Stop after the line that contains "pub use conflict_marker::ConflictMarker;"; until then, restate each line of the entries word for word from the very first.

Information provided

■ ■ ■ ■ ■ ■ ■

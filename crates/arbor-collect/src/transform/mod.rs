//! Passes run over the collected graph

pub mod conflict_marker;
pub mod conflict_resolver;
pub mod context_refiner;

use std::fmt;
use std::sync::Arc;

use arbor_core::DependencyGraph;
use tracing::warn;

use crate::error::CollectError;

pub use conflict_marker::ConflictMarker;
pub use conflict_resolver::NearestVersionConflictResolver;
pub use context_refiner::ContextRefiner;

/// State shared by the transformers of one collection
#[derive(Debug, Default)]
pub struct TransformationContext {
    errors: Vec<CollectError>,
}

impl TransformationContext {
    pub fn new() -> Self {
        Self::default()
    }

    pub fn record_error(&mut self, error: CollectError) {
        self.errors.push(error);
    }

    pub fn errors(&self) -> &[CollectError] {
        &self.errors
    }

    pub fn take_errors(&mut self) -> Vec<CollectError> {
        std::mem::take(&mut self.errors)
    }
}

pub trait DependencyGraphTransformer: fmt::Debug + Send + Sync {
    fn transform_graph(
        &self,
        graph: &mut DependencyGraph,
        context: &mut TransformationContext,
    ) -> Result<(), CollectError>;
}

/// Runs its members in order; a failing member is recorded and the rest still run
#[derive(Debug, Clone, Default)]
pub struct ChainedDependencyGraphTransformer {
    transformers: Vec<Arc<dyn DependencyGraphTransformer>>,
}

impl ChainedDependencyGraphTransformer {
    pub fn new(transformers: Vec<Arc<dyn DependencyGraphTransformer>>) -> Self {
        Self { transformers }
    }

    pub fn then(mut self, transformer: Arc<dyn DependencyGraphTransformer>) -> Self {
        self.transformers.push(transformer);
        self
    }
}

impl DependencyGraphTransformer for ChainedDependencyGraphTransformer {
    fn transform_graph(
        &self,
        graph: &mut DependencyGraph,
        context: &mut TransformationContext,
    ) -> Result<(), CollectError> {
        for transformer in &self.transformers {
            if let Err(e) = transformer.transform_graph(graph, context) {
                warn!("Graph transformer {:?} failed: {}", transformer, e);
                context.record_error(e);
            }
        }
        Ok(())
    }
}

#[cfg(test)]
mod tests {
    use super::*;
    use arbor_core::{Artifact, ArtifactKey, DependencyNode};

    #[derive(Debug)]
    struct Failing;

    impl DependencyGraphTransformer for Failing {
        fn transform_graph(
            &self,
            _graph: &mut DependencyGraph,
            _context: &mut TransformationContext,
        ) -> Result<(), CollectError> {
            Err(CollectError::UnsolvableVersionConflict {
                key: Artifact::parse("g:a:1.0").unwrap().key(),
                constraints: Vec::new(),
            })
        }
    }

    #[derive(Debug)]
    struct Relabel;

    impl DependencyGraphTransformer for Relabel {
        fn transform_graph(
            &self,
            graph: &mut DependencyGraph,
            _context: &mut TransformationContext,
        ) -> Result<(), CollectError> {
            let root = graph.root();
            graph[root].request_context = "relabelled".to_string();
            Ok(())
        }
    }

    #[test]
    fn test_chain_records_errors_and_continues() {
        let mut graph = DependencyGraph::new(DependencyNode::root(None));
        let mut context = TransformationContext::new();
        let chain = ChainedDependencyGraphTransformer::default()
            .then(Arc::new(Failing))
            .then(Arc::new(Relabel));

        chain.transform_graph(&mut graph, &mut context).unwrap();

        assert_eq!(graph[graph.root()].request_context, "relabelled");
        assert_eq!(context.errors().len(), 1);
        let expected_key: ArtifactKey = Artifact::parse("g:a:1.0").unwrap().key();
        assert!(matches!(
            &context.errors()[0],
            CollectError::UnsolvableVersionConflict { key, .. } if *key == expected_key
        ));
        assert_eq!(context.take_errors().len(), 1);
        assert!(context.errors().is_empty());
    }
}
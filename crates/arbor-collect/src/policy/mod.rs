//! Per-node policies applied while the graph is collected
//!
//! Every policy answers a question about a single dependency and can derive
//! the instance that governs the children of the node being expanded. A
//! derivation returning `None` means the current instance stays in effect.
//!
//! The collector keys its subtree cache on the policies in effect, compared
//! by value through [`PolicyIdentity`]. Every policy type has to be
//! `Eq + Hash` over the state that affects its answers.

pub mod manager;
pub mod selector;
pub mod traverser;

use std::any::{Any, TypeId};
use std::fmt;
use std::hash::{Hash, Hasher};
use std::sync::Arc;

use arbor_core::{Dependency, DependencyManagement};

use crate::config::SessionConfig;

pub use manager::{ClassicDependencyManager, NoopDependencyManager};
pub use selector::{
    AndDependencySelector, ExclusionDependencySelector, OptionalDependencySelector,
    ScopeDependencySelector, StaticDependencySelector,
};
pub use traverser::{FatArtifactTraverser, StaticDependencyTraverser};

/// Equality and hashing for policies behind trait objects.
///
/// Two policies are identical when they have the same concrete type and
/// compare equal. Implemented for every `Eq + Hash` type.
pub trait PolicyIdentity {
    fn as_any(&self) -> &dyn Any;

    fn identity_eq(&self, other: &dyn Any) -> bool;

    fn identity_hash(&self, state: &mut dyn Hasher);
}

impl<T: Any + Eq + Hash> PolicyIdentity for T {
    fn as_any(&self) -> &dyn Any {
        self
    }

    fn identity_eq(&self, other: &dyn Any) -> bool {
        other.downcast_ref::<T>().is_some_and(|other| self == other)
    }

    fn identity_hash(&self, mut state: &mut dyn Hasher) {
        TypeId::of::<T>().hash(&mut state);
        self.hash(&mut state);
    }
}

macro_rules! impl_policy_identity {
    ($policy:ident) => {
        impl PartialEq for dyn $policy {
            fn eq(&self, other: &Self) -> bool {
                PolicyIdentity::identity_eq(self, PolicyIdentity::as_any(other))
            }
        }

        impl Eq for dyn $policy {}

        impl Hash for dyn $policy {
            fn hash<H: Hasher>(&self, state: &mut H) {
                PolicyIdentity::identity_hash(self, state);
            }
        }
    };
}

/// The node whose children are about to be collected
#[derive(Debug, Clone, Copy)]
pub struct CollectionContext<'a> {
    pub config: &'a SessionConfig,
    /// `None` for a root without a dependency
    pub dependency: Option<&'a Dependency>,
    /// Managed dependencies declared by the node's descriptor
    pub managed_dependencies: &'a [Dependency],
}

/// Decides whether a dependency becomes a child at all
pub trait DependencySelector: PolicyIdentity + fmt::Debug + Send + Sync {
    fn select_dependency(&self, dependency: &Dependency) -> bool;

    fn derive_child_selector(
        &self,
        context: &CollectionContext<'_>,
    ) -> Option<Arc<dyn DependencySelector>>;
}

/// Supplies version, scope and exclusion overrides
pub trait DependencyManager: PolicyIdentity + fmt::Debug + Send + Sync {
    fn manage_dependency(&self, dependency: &Dependency) -> Option<DependencyManagement>;

    fn derive_child_manager(
        &self,
        context: &CollectionContext<'_>,
    ) -> Option<Arc<dyn DependencyManager>>;
}

/// Decides whether the dependencies of a dependency are collected
pub trait DependencyTraverser: PolicyIdentity + fmt::Debug + Send + Sync {
    fn traverse_dependency(&self, dependency: &Dependency) -> bool;

    fn derive_child_traverser(
        &self,
        context: &CollectionContext<'_>,
    ) -> Option<Arc<dyn DependencyTraverser>>;
}

impl_policy_identity!(DependencySelector);
impl_policy_identity!(DependencyManager);
impl_policy_identity!(DependencyTraverser);

/// Selector, manager and traverser in effect for one node's children
#[derive(Debug, Clone, Eq, Hash)]
pub struct Policies {
    pub selector: Arc<dyn DependencySelector>,
    pub manager: Arc<dyn DependencyManager>,
    pub traverser: Arc<dyn DependencyTraverser>,
}

// Written out by hand: `#[derive(PartialEq)]` on `Arc<dyn Trait>` fields
// trips rust-lang/rust#31740. Field-wise comparison, same as the derive.
impl PartialEq for Policies {
    fn eq(&self, other: &Self) -> bool {
        *self.selector == *other.selector
            && *self.manager == *other.manager
            && *self.traverser == *other.traverser
    }
}

impl Policies {
    pub fn derive(&self, context: &CollectionContext<'_>) -> Self {
        Self {
            selector: self
                .selector
                .derive_child_selector(context)
                .unwrap_or_else(|| Arc::clone(&self.selector)),
            manager: self
                .manager
                .derive_child_manager(context)
                .unwrap_or_else(|| Arc::clone(&self.manager)),
            traverser: self
                .traverser
                .derive_child_traverser(context)
                .unwrap_or_else(|| Arc::clone(&self.traverser)),
        }
    }
}

#[cfg(test)]
mod tests {
    use super::*;
    use arbor_core::{scopes, Artifact};

    #[test]
    fn test_unchanged_derivation_reuses_instances() {
        let config = SessionConfig::default();
        let policies = Policies {
            selector: Arc::new(StaticDependencySelector::new(true)),
            manager: Arc::new(NoopDependencyManager),
            traverser: Arc::new(StaticDependencyTraverser::new(true)),
        };
        let dependency = Dependency::new(Artifact::parse("g:a:1.0").unwrap(), scopes::COMPILE);
        let context = CollectionContext {
            config: &config,
            dependency: Some(&dependency),
            managed_dependencies: &[],
        };

        let derived = policies.derive(&context);

        assert!(Arc::ptr_eq(&derived.selector, &policies.selector));
        assert!(Arc::ptr_eq(&derived.manager, &policies.manager));
        assert!(Arc::ptr_eq(&derived.traverser, &policies.traverser));
    }

    #[test]
    fn test_policies_compare_by_value() {
        let selector: Arc<dyn DependencySelector> = Arc::new(StaticDependencySelector::new(true));
        let lookalike: Arc<dyn DependencySelector> = Arc::new(StaticDependencySelector::new(true));
        let rejecting: Arc<dyn DependencySelector> = Arc::new(StaticDependencySelector::new(false));
        let optional: Arc<dyn DependencySelector> = Arc::new(OptionalDependencySelector::new());

        assert_eq!(selector, lookalike);
        assert_ne!(selector, rejecting);
        assert_ne!(selector, optional);

        let manager: Arc<dyn DependencyManager> = Arc::new(ClassicDependencyManager::new());
        let fresh: Arc<dyn DependencyManager> = Arc::new(ClassicDependencyManager::new());
        let noop: Arc<dyn DependencyManager> = Arc::new(NoopDependencyManager);
        assert_eq!(manager, fresh);
        assert_ne!(manager, noop);
    }
}
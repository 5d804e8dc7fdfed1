//! Session configuration

use anyhow::{Context, Result};
use serde::{Deserialize, Serialize};
use std::fs;
use std::path::Path;
use tracing::debug;

/// Settings from which [`CollectSession::from_config`](crate::CollectSession::from_config)
/// builds the default policies
#[derive(Debug, Clone, PartialEq, Eq, Serialize, Deserialize)]
#[serde(default)]
pub struct SessionConfig {
    /// Request context for requests that don't set their own
    pub request_context: String,
    /// Scopes dropped below the direct dependencies
    pub transitive_excluded_scopes: Vec<String>,
    pub include_optional_transitives: bool,
    /// Context value the context refiner extends with a classpath suffix
    pub classpath_context: String,
}

impl Default for SessionConfig {
    fn default() -> Self {
        Self {
            request_context: "project".to_string(),
            transitive_excluded_scopes: vec!["test".to_string(), "provided".to_string()],
            include_optional_transitives: false,
            classpath_context: "project".to_string(),
        }
    }
}

impl SessionConfig {
    pub fn from_toml_str(content: &str) -> Result<Self> {
        toml::from_str(content).with_context(|| "Failed to parse session configuration")
    }

    /// Load from a TOML file; a missing file yields the defaults
    pub fn load_from_path(path: &Path) -> Result<Self> {
        if !path.exists() {
            debug!("No session configuration at {:?}, using defaults", path);
            return Ok(Self::default());
        }

        let content = fs::read_to_string(path)
            .with_context(|| format!("Failed to read session configuration from {:?}", path))?;
        Self::from_toml_str(&content)
    }
}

■ ■ ■ ■ ■ ■ ■

Answer to the problem
filename crates/arbor-collect/src/transform/mod.rs
//! Passes run over the collected graph

pub mod conflict_marker;
pub mod conflict_resolver;
pub mod context_refiner;

use std::fmt;
use std::sync::Arc;

use arbor_core::DependencyGraph;
use tracing::warn;

use crate::error::CollectError;

pub use conflict_marker::ConflictMarker;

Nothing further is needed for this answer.